Action item: Check every line of the data for the word "during", and copy those that have it.

[Records excerpted from a collection]
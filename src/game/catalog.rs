//! The standard rule table: one rule per level, each a pure predicate over a
//! [`GameState`] snapshot.

use std::sync::Arc;

use once_cell::sync::Lazy;
use serde::{Deserialize, Serialize};
use thiserror::Error;

use super::state::{BuzzerColor, GameState, Level, Millis, Symbol};

/// Rule identifier. Exactly one rule is introduced per level, so it equals the level.
pub type RuleId = u32;

/// Pure rule check. `Ok(false)` is a violation; `Err` is a fault and is also
/// treated as a violation by the engine.
pub type Predicate = fn(&GameState) -> Result<bool, RuleFault>;

pub const MIN_GAP_MS: Millis = 1_000;
pub const RELAXED_GAP_MS: Millis = 2_000;
pub const LIGHTNING_WINDOW_MS: Millis = 600;
pub const BOMB_WINDOW_MS: Millis = 500;
pub const CROWN_HOLD_MS: Millis = 3_000;
pub const MOON_CADENCE_SECS: u64 = 5;

#[derive(Debug, Clone, Copy, Serialize, Deserialize, PartialEq, Eq)]
#[serde(rename_all = "kebab-case")]
pub enum RuleCategory {
    Timing,
    TimingPattern,
    Visual,
    VisualPattern,
    VisualAvoidance,
    VisualTiming,
    Reaction,
    Chaos,
}

/// Multi-press pattern a rule asks for when its symbol appears.
#[derive(Debug, Clone, Copy, Serialize, Deserialize, PartialEq, Eq)]
#[serde(rename_all = "lowercase")]
pub enum PressPattern {
    Single,
    Double,
    Triple,
}

/// Timing window attached to a rule, read by the warning heuristics.
#[derive(Debug, Clone, Copy, Serialize, Deserialize, PartialEq, Eq)]
#[serde(tag = "type")]
pub enum TimingConstraint {
    MinGap { ms: Millis },
    ReactionWindow { symbol: Symbol, ms: Millis },
    HoldAfterSymbol { symbol: Symbol, ms: Millis },
}

/// A predicate could not reach a verdict.
#[derive(Debug, Clone, Serialize, Deserialize, PartialEq, Eq, Error)]
#[serde(tag = "type")]
pub enum RuleFault {
    #[error("required field `{field}` is not set")]
    Unset { field: String },
    #[error("rule check failed: {reason}")]
    Failed { reason: String },
    #[error("rule check panicked: {message}")]
    Panicked { message: String },
}

#[derive(Debug, Clone, Serialize)]
pub struct Rule {
    pub id: RuleId,
    pub level: Level,
    pub description: String,
    pub icon: String,
    pub category: RuleCategory,
    pub violation_message: String,
    #[serde(skip_serializing_if = "Option::is_none")]
    pub symbol: Option<Symbol>,
    #[serde(skip_serializing_if = "Option::is_none")]
    pub press_pattern: Option<PressPattern>,
    #[serde(skip_serializing_if = "Option::is_none")]
    pub timing: Option<TimingConstraint>,
    #[serde(skip)]
    predicate: Predicate,
}

impl Rule {
    pub fn new(
        level: Level,
        description: impl Into<String>,
        icon: impl Into<String>,
        category: RuleCategory,
        violation_message: impl Into<String>,
        predicate: Predicate,
    ) -> Self {
        Self {
            id: level,
            level,
            description: description.into(),
            icon: icon.into(),
            category,
            violation_message: violation_message.into(),
            symbol: None,
            press_pattern: None,
            timing: None,
            predicate,
        }
    }

    pub fn with_symbol(mut self, symbol: Symbol) -> Self {
        self.symbol = Some(symbol);
        self
    }

    pub fn with_press_pattern(mut self, pattern: PressPattern) -> Self {
        self.press_pattern = Some(pattern);
        self
    }

    pub fn with_timing(mut self, timing: TimingConstraint) -> Self {
        self.timing = Some(timing);
        self
    }

    pub fn evaluate(&self, state: &GameState) -> Result<bool, RuleFault> {
        (self.predicate)(state)
    }
}

/// Immutable rule table ordered by level.
#[derive(Debug, Clone)]
pub struct RuleCatalog {
    rules: Vec<Rule>,
}

static STANDARD_CATALOG: Lazy<Arc<RuleCatalog>> =
    Lazy::new(|| Arc::new(RuleCatalog::new(standard_rules())));

impl RuleCatalog {
    /// Builds a catalog ordered by level. When two rules share a level the
    /// first one wins.
    pub fn new(mut rules: Vec<Rule>) -> Self {
        rules.sort_by_key(|rule| rule.level);
        rules.dedup_by_key(|rule| rule.level);
        Self { rules }
    }

    /// The twenty-level table shipped with the game.
    pub fn standard() -> Arc<RuleCatalog> {
        Arc::clone(&STANDARD_CATALOG)
    }

    pub fn by_level(&self, level: Level) -> Option<&Rule> {
        self.rules
            .binary_search_by_key(&level, |rule| rule.level)
            .ok()
            .map(|index| &self.rules[index])
    }

    pub fn by_id(&self, id: RuleId) -> Option<&Rule> {
        self.rules.iter().find(|rule| rule.id == id)
    }

    pub fn rules(&self) -> &[Rule] {
        &self.rules
    }

    pub fn max_level(&self) -> Level {
        self.rules.last().map(|rule| rule.level).unwrap_or(0)
    }

    pub fn len(&self) -> usize {
        self.rules.len()
    }

    pub fn is_empty(&self) -> bool {
        self.rules.is_empty()
    }

    /// Every symbol any rule in the table can show.
    pub fn symbols(&self) -> Vec<Symbol> {
        self.rules.iter().filter_map(|rule| rule.symbol).collect()
    }
}

fn min_gap_respected(state: &GameState, gap: Millis) -> bool {
    state.since_last_press().map_or(true, |since| since >= gap)
}

fn symbol_absent(state: &GameState, symbol: Symbol) -> bool {
    state.stimulus.symbol != Some(symbol)
}

fn reacted_within(state: &GameState, symbol: Symbol, window: Millis) -> bool {
    state.stimulus.symbol == Some(symbol)
        && state
            .stimulus
            .symbol_age(state.now)
            .map_or(false, |age| age <= window)
}

fn wait_between_presses(state: &GameState) -> Result<bool, RuleFault> {
    Ok(min_gap_respected(state, MIN_GAP_MS))
}

// Multi-press patterns are announced to the player but not enforced.
fn duck_double_press(_state: &GameState) -> Result<bool, RuleFault> {
    Ok(true)
}

fn only_green(state: &GameState) -> Result<bool, RuleFault> {
    Ok(state.stimulus.color == BuzzerColor::Green)
}

fn odd_seconds(state: &GameState) -> Result<bool, RuleFault> {
    Ok(state.elapsed_seconds() % 2 == 1)
}

fn avoid_rocket(state: &GameState) -> Result<bool, RuleFault> {
    Ok(symbol_absent(state, Symbol::Rocket))
}

fn slow_down(state: &GameState) -> Result<bool, RuleFault> {
    Ok(min_gap_respected(state, RELAXED_GAP_MS))
}

fn star_triple_press(_state: &GameState) -> Result<bool, RuleFault> {
    Ok(true)
}

fn even_seconds(state: &GameState) -> Result<bool, RuleFault> {
    Ok(state.elapsed_seconds() % 2 == 0)
}

fn avoid_fire(state: &GameState) -> Result<bool, RuleFault> {
    Ok(symbol_absent(state, Symbol::Fire))
}

fn only_pulsing(state: &GameState) -> Result<bool, RuleFault> {
    Ok(state.stimulus.pulsing)
}

fn avoid_cat(state: &GameState) -> Result<bool, RuleFault> {
    Ok(symbol_absent(state, Symbol::Cat))
}

fn lightning_reaction(state: &GameState) -> Result<bool, RuleFault> {
    Ok(reacted_within(state, Symbol::Lightning, LIGHTNING_WINDOW_MS))
}

fn diamond_single_press(_state: &GameState) -> Result<bool, RuleFault> {
    Ok(true)
}

fn avoid_skull(state: &GameState) -> Result<bool, RuleFault> {
    Ok(symbol_absent(state, Symbol::Skull))
}

fn red_or_yellow(state: &GameState) -> Result<bool, RuleFault> {
    Ok(matches!(
        state.stimulus.color,
        BuzzerColor::Red | BuzzerColor::Yellow
    ))
}

fn bomb_reaction(state: &GameState) -> Result<bool, RuleFault> {
    Ok(reacted_within(state, Symbol::Bomb, BOMB_WINDOW_MS))
}

fn crown_patience(state: &GameState) -> Result<bool, RuleFault> {
    if state.stimulus.symbol != Some(Symbol::Crown) {
        return Ok(true);
    }
    Ok(state
        .stimulus
        .symbol_age(state.now)
        .map_or(true, |age| age >= CROWN_HOLD_MS))
}

fn alien_single_press(_state: &GameState) -> Result<bool, RuleFault> {
    Ok(true)
}

fn moon_cadence(state: &GameState) -> Result<bool, RuleFault> {
    if state.stimulus.symbol != Some(Symbol::Moon) {
        return Ok(true);
    }
    Ok(state.elapsed_seconds() % MOON_CADENCE_SECS == 0)
}

fn ghost_reversal(_state: &GameState) -> Result<bool, RuleFault> {
    Ok(true)
}

fn standard_rules() -> Vec<Rule> {
    use RuleCategory::*;

    vec![
        Rule::new(
            1,
            "Wait at least 1 second between presses",
            "⏱️",
            Timing,
            "Too quick! You must wait at least 1 second between presses.",
            wait_between_presses,
        )
        .with_timing(TimingConstraint::MinGap { ms: MIN_GAP_MS }),
        Rule::new(
            2,
            "Press TWICE quickly (within 1s) when you see 🦆",
            "🦆",
            VisualPattern,
            "Duck alert! You must press TWICE quickly when 🦆 appears!",
            duck_double_press,
        )
        .with_symbol(Symbol::Duck)
        .with_press_pattern(PressPattern::Double),
        Rule::new(
            3,
            "Press only when buzzer is GREEN",
            "🟢",
            Visual,
            "Wrong color! Buzzer must be GREEN when you press.",
            only_green,
        ),
        Rule::new(
            4,
            "Press only when the timer shows an ODD number",
            "🔢",
            TimingPattern,
            "Wrong timing! Press only during odd seconds (1, 3, 5, 7...).",
            odd_seconds,
        ),
        Rule::new(
            5,
            "DON'T press when you see 🚀",
            "🚀",
            VisualAvoidance,
            "Rocket alert! Never press when 🚀 is showing!",
            avoid_rocket,
        )
        .with_symbol(Symbol::Rocket),
        Rule::new(
            6,
            "Don't press more than once every 2 seconds",
            "🚫",
            Timing,
            "Too fast! You must wait at least 2 seconds between presses.",
            slow_down,
        )
        .with_timing(TimingConstraint::MinGap { ms: RELAXED_GAP_MS }),
        Rule::new(
            7,
            "Press THREE times rapidly when you see ⭐",
            "⭐",
            VisualPattern,
            "Star power! Press THREE times quickly when ⭐ appears!",
            star_triple_press,
        )
        .with_symbol(Symbol::Star)
        .with_press_pattern(PressPattern::Triple),
        Rule::new(
            8,
            "Press only when timer shows EVEN numbers",
            "2️⃣",
            TimingPattern,
            "Wrong timing! Press only during even seconds (0, 2, 4, 6...).",
            even_seconds,
        ),
        Rule::new(
            9,
            "NEVER press when you see 🔥",
            "🔥",
            VisualAvoidance,
            "Too hot! Never press when 🔥 is burning!",
            avoid_fire,
        )
        .with_symbol(Symbol::Fire),
        Rule::new(
            10,
            "Press only when buzzer is PULSING",
            "💫",
            Visual,
            "Wait for the pulse! Buzzer must be pulsing when you press.",
            only_pulsing,
        ),
        Rule::new(
            11,
            "DON'T press when you see 🐱",
            "🐱",
            VisualAvoidance,
            "Cat crossing! Don't press when 🐱 appears!",
            avoid_cat,
        )
        .with_symbol(Symbol::Cat),
        Rule::new(
            12,
            "Press within 0.6 seconds of seeing ⚡",
            "⚡",
            Reaction,
            "Too slow! Press within 0.6s of seeing ⚡!",
            lightning_reaction,
        )
        .with_symbol(Symbol::Lightning)
        .with_timing(TimingConstraint::ReactionWindow {
            symbol: Symbol::Lightning,
            ms: LIGHTNING_WINDOW_MS,
        }),
        Rule::new(
            13,
            "Press EXACTLY ONCE when 💎 appears (then wait for it to disappear)",
            "💎",
            VisualPattern,
            "One diamond, one press! Don't press 💎 multiple times!",
            diamond_single_press,
        )
        .with_symbol(Symbol::Diamond)
        .with_press_pattern(PressPattern::Single),
        Rule::new(
            14,
            "NEVER press when 💀 appears",
            "💀",
            VisualAvoidance,
            "Deadly mistake! Never press when 💀 is showing!",
            avoid_skull,
        )
        .with_symbol(Symbol::Skull),
        Rule::new(
            15,
            "Press only when buzzer is RED or YELLOW",
            "🌈",
            Visual,
            "Wrong color! Must be RED or YELLOW only!",
            red_or_yellow,
        ),
        Rule::new(
            16,
            "Press within 0.5s when 💣 appears",
            "💣",
            Reaction,
            "Bomb exploded! Press within 0.5s of seeing 💣!",
            bomb_reaction,
        )
        .with_symbol(Symbol::Bomb)
        .with_timing(TimingConstraint::ReactionWindow {
            symbol: Symbol::Bomb,
            ms: BOMB_WINDOW_MS,
        }),
        Rule::new(
            17,
            "When 👑 shows, wait at least 3 seconds before pressing",
            "👑",
            VisualTiming,
            "Royal patience! Wait 3 seconds after 👑 appears!",
            crown_patience,
        )
        .with_symbol(Symbol::Crown)
        .with_timing(TimingConstraint::HoldAfterSymbol {
            symbol: Symbol::Crown,
            ms: CROWN_HOLD_MS,
        }),
        Rule::new(
            18,
            "Press ONCE only when 👽 appears (no double presses)",
            "👽",
            VisualPattern,
            "Alien confusion! Press 👽 only once!",
            alien_single_press,
        )
        .with_symbol(Symbol::Alien)
        .with_press_pattern(PressPattern::Single),
        Rule::new(
            19,
            "Press 🌙 only when timer is divisible by 5",
            "🌙",
            VisualTiming,
            "Moon phase! Press 🌙 only at 5-second intervals!",
            moon_cadence,
        )
        .with_symbol(Symbol::Moon),
        Rule::new(
            20,
            "👻 reverses ALL rules temporarily!",
            "👻",
            Chaos,
            "Ghost chaos! Everything is reversed with 👻!",
            ghost_reversal,
        )
        .with_symbol(Symbol::Ghost),
    ]
}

Written solution:
            "Wrong timing! Press only during odd seconds (1, 3, 5, 7...).",
            "Wrong timing! Press only during even seconds (0, 2, 4, 6...).",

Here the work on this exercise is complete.